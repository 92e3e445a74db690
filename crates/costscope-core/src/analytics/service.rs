//! Request pipeline: compile, execute, decode, assemble

use std::sync::Arc;

use chrono::Utc;
use tracing::{debug, error, info};

use super::entity::{assemble_filter_values, assemble_table, total_count, unallocated_rows};
use super::sunburst::{
    assemble_grid, assemble_nodes, chart_levels, hierarchy_levels, split_hierarchy, union_nodes,
};
use super::time_series::TimeSeriesAssembler;
use super::trend::{previous_window, TrendAssembler, WindowCosts};
use crate::cache::EntityNameCache;
use crate::db::QueryExecutor;
use crate::decode::{DecodedRow, DecodedRows, RowDecoder};
use crate::error::{Error, Result};
use crate::models::{
    AggregateOperation, AggregationFunction, BillingFilter, BillingQuery, EntityGroupBy,
    EntityTable, FilterValues, GroupBy, StackedTimeSeries, SunburstChart, TimeFilter, TimeWindow,
    TrendStats,
};
use crate::query::compiler::{order_group_bys, shows_unallocated_cost, unallocated_cost_query};
use crate::query::{CompiledQuery, QueryCompiler};

fn with_aggregation(query: &mut BillingQuery, aggregation: AggregationFunction) {
    if !query.aggregations.contains(&aggregation) {
        query.aggregations.push(aggregation);
    }
}

fn idle_cost() -> AggregationFunction {
    AggregationFunction::new(AggregateOperation::Sum, "idlecost")
}

fn unallocated_cost() -> AggregationFunction {
    AggregationFunction::new(AggregateOperation::Sum, "unallocatedcost")
}

/// Same request over `window` instead of its own time filters
fn over_window(query: &BillingQuery, window: TimeWindow) -> BillingQuery {
    let mut shifted = query.clone();
    shifted.filters.retain(|f| !f.is_time());
    if let Some(start) = window.start {
        shifted
            .filters
            .push(BillingFilter::StartTime(TimeFilter::after(start)));
    }
    if let Some(end) = window.end {
        shifted.filters.push(BillingFilter::EndTime(TimeFilter::before(end)));
    }
    shifted
}

/// Cost analytics over a billing store
pub struct BillingAnalytics {
    compiler: QueryCompiler,
    executor: Arc<dyn QueryExecutor>,
    names: Arc<EntityNameCache>,
}

impl BillingAnalytics {
    /// Pipeline over `executor`, resolving names through `names`
    pub fn new(
        compiler: QueryCompiler,
        executor: Arc<dyn QueryExecutor>,
        names: Arc<EntityNameCache>,
    ) -> Self {
        Self {
            compiler,
            executor,
            names,
        }
    }

    /// Query compiler
    pub fn compiler(&self) -> &QueryCompiler {
        &self.compiler
    }

    /// Entity name cache
    pub fn names(&self) -> &EntityNameCache {
        &self.names
    }

    /// Whether the billing store can serve queries
    pub async fn is_available(&self) -> bool {
        self.executor.is_available().await
    }

    async fn ensure_available(&self) -> Result<()> {
        if self.executor.is_available().await {
            Ok(())
        } else {
            Err(Error::unavailable("billing database is not available"))
        }
    }

    /// Execute and decode; execution failures degrade to no rows
    async fn fetch(&self, compiled: &CompiledQuery) -> Result<Vec<DecodedRow>> {
        let rows = match self.executor.query(compiled).await {
            Ok(rows) => rows,
            Err(e) => {
                error!(sql = %compiled.sql, error = %e, "Failed to execute billing query");
                return Ok(Vec::new());
            }
        };
        debug!(kind = ?compiled.kind, rows = rows.len(), "Decoding billing rows");
        DecodedRows::new(rows, RowDecoder::new(&compiled.fields, &self.names))
            .try_collect()
            .await
    }

    /// Compile without executing
    pub async fn explain(&self, query: &BillingQuery) -> Result<CompiledQuery> {
        self.compiler.compile(query).await
    }

    /// Stacked time series of a time-bucketed request
    pub async fn time_series(&self, query: &BillingQuery) -> Result<StackedTimeSeries> {
        if query.time_granularity().is_none() {
            return Err(Error::validation("time series requests need a time group-by"));
        }
        self.ensure_available().await?;

        let compiled = self.compiler.compile(query).await?;
        let rows = self.fetch(&compiled).await?;
        let assembler =
            TimeSeriesAssembler::new(&compiled.fields, &compiled.group_by_fields, &compiled.filters);
        Ok(assembler.assemble(&rows, &compiled.filters))
    }

    /// Flat entity table, with an unallocated row set for cluster drill-downs
    pub async fn entities(&self, query: &BillingQuery) -> Result<EntityTable> {
        self.ensure_available().await?;

        let compiled = self.compiler.compile(query).await?;
        let rows = self.fetch(&compiled).await?;
        let mut table = assemble_table(&rows, &compiled.fields);

        let entities = query.entity_group_bys();
        if shows_unallocated_cost(&entities, &query.filters) {
            let mut unallocated = unallocated_cost_query(query);
            unallocated
                .group_by
                .retain(|g| !matches!(g, GroupBy::Entity(e) if e.is_cluster_drilldown()));
            let drilldown: Vec<_> = order_group_bys(&entities)
                .into_iter()
                .filter(|e| e.is_cluster_drilldown())
                .filter_map(EntityGroupBy::field)
                .collect();

            let compiled = self.compiler.compile(&unallocated).await?;
            let rows = self.fetch(&compiled).await?;
            info!(rows = rows.len(), "Adding unallocated cost rows");
            table.rows.extend(unallocated_rows(&rows, &drilldown));
        }
        Ok(table)
    }

    /// Sunburst nodes and grid; deeper hierarchies run one query per branch
    pub async fn sunburst(&self, query: &BillingQuery, add_root: bool) -> Result<SunburstChart> {
        self.ensure_available().await?;

        let levels = hierarchy_levels(&query.entity_group_bys());
        let Some(first) = levels.first().copied() else {
            return Err(Error::validation("sunburst requests need a group-by"));
        };

        let mut base = query.clone();
        base.group_by.retain(|g| matches!(g, GroupBy::Entity(_)));
        with_aggregation(&mut base, AggregationFunction::total_cost());

        let max_group_bys = self.compiler.config().max_group_bys;
        let mut node_lists = Vec::new();
        for (i, hierarchy) in split_hierarchy(&levels).into_iter().enumerate() {
            let mut branch = base.clone();
            branch.group_by = hierarchy.iter().copied().map(GroupBy::Entity).collect();
            if hierarchy.contains(&EntityGroupBy::Cluster) && branch.group_by.len() < max_group_bys {
                branch.group_by.push(GroupBy::Entity(EntityGroupBy::ClusterType));
            }

            let compiled = self.compiler.compile(&branch).await?;
            let rows = self.fetch(&compiled).await?;
            let charted = chart_levels(&compiled.group_by_fields, &hierarchy);
            node_lists.push(assemble_nodes(&rows, &charted, add_root && i == 0));
        }

        let mut grid_query = base;
        grid_query.group_by = vec![GroupBy::Entity(first)];
        with_aggregation(&mut grid_query, idle_cost());
        let compiled = self.compiler.compile(&grid_query).await?;
        let rows = self.fetch(&compiled).await?;
        let grid = match chart_levels(&compiled.group_by_fields, &[first]).first() {
            Some(field) => assemble_grid(&rows, *field),
            None => Vec::new(),
        };

        Ok(SunburstChart {
            nodes: union_nodes(node_lists),
            grid,
        })
    }

    /// Breakdown, forecast and comparison with the preceding window
    pub async fn trend(&self, query: &BillingQuery) -> Result<TrendStats> {
        self.ensure_available().await?;

        let mut query = query.clone();
        with_aggregation(&mut query, AggregationFunction::total_cost());
        with_aggregation(&mut query, idle_cost());
        with_aggregation(&mut query, unallocated_cost());

        let window = TimeWindow::from_filters(&query.filters);
        let compiled = self.compiler.compile_trend_stats(&query).await?;
        let current = WindowCosts::from_rows(&self.fetch(&compiled).await?);

        let previous_window = previous_window(window).filter(|w| w.start.is_some_and(|s| s >= 0));
        let previous = match previous_window {
            Some(previous_window) => {
                let compiled = self
                    .compiler
                    .compile_trend_stats(&over_window(&query, previous_window))
                    .await?;
                Some(WindowCosts::from_rows(&self.fetch(&compiled).await?))
            }
            None => None,
        };

        let now = Utc::now().timestamp_millis();
        Ok(TrendAssembler::new(window, now).assemble(&current, previous.as_ref()))
    }

    /// Distinct values of the requested dimensions and the total count of the
    /// first one
    pub async fn filter_values(&self, query: &BillingQuery) -> Result<FilterValues> {
        self.ensure_available().await?;

        let compiled = self.compiler.compile_filter_values(query).await?;
        let rows = self.fetch(&compiled).await?;

        let count = self.compiler.compile_total_count(query).await?;
        let total = total_count(&self.fetch(&count).await?);

        Ok(assemble_filter_values(&rows, &compiled.group_by_fields, total))
    }
}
+ + + + +
[WHAT YOU WILL DO] As you read the records above, find each line that contains "info" and copy it.

[FINAL ANSWER]
use tracing::{debug, error, info};
            info!(rows = rows.len(), "Adding unallocated cost rows");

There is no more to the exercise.